### Material for the task ###

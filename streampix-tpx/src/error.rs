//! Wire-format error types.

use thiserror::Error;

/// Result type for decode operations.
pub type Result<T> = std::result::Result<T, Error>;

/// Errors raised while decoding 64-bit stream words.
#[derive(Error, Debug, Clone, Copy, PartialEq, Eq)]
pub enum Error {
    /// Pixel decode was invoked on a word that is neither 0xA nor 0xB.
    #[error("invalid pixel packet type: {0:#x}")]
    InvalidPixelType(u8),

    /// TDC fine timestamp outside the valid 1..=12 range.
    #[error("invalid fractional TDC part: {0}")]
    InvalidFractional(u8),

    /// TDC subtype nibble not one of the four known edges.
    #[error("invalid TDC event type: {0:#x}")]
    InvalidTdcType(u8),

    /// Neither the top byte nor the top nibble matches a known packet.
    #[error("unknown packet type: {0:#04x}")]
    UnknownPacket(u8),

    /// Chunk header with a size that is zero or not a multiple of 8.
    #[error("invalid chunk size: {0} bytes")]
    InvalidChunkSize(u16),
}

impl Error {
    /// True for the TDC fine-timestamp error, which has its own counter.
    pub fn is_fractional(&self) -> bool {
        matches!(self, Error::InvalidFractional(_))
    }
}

###

Task instructions:
Within the entries, find all lines that contain "InvalidFractional" and copy each one.

Solution to this exercise:
    InvalidFractional(u8),
        matches!(self, Error::InvalidFractional(_))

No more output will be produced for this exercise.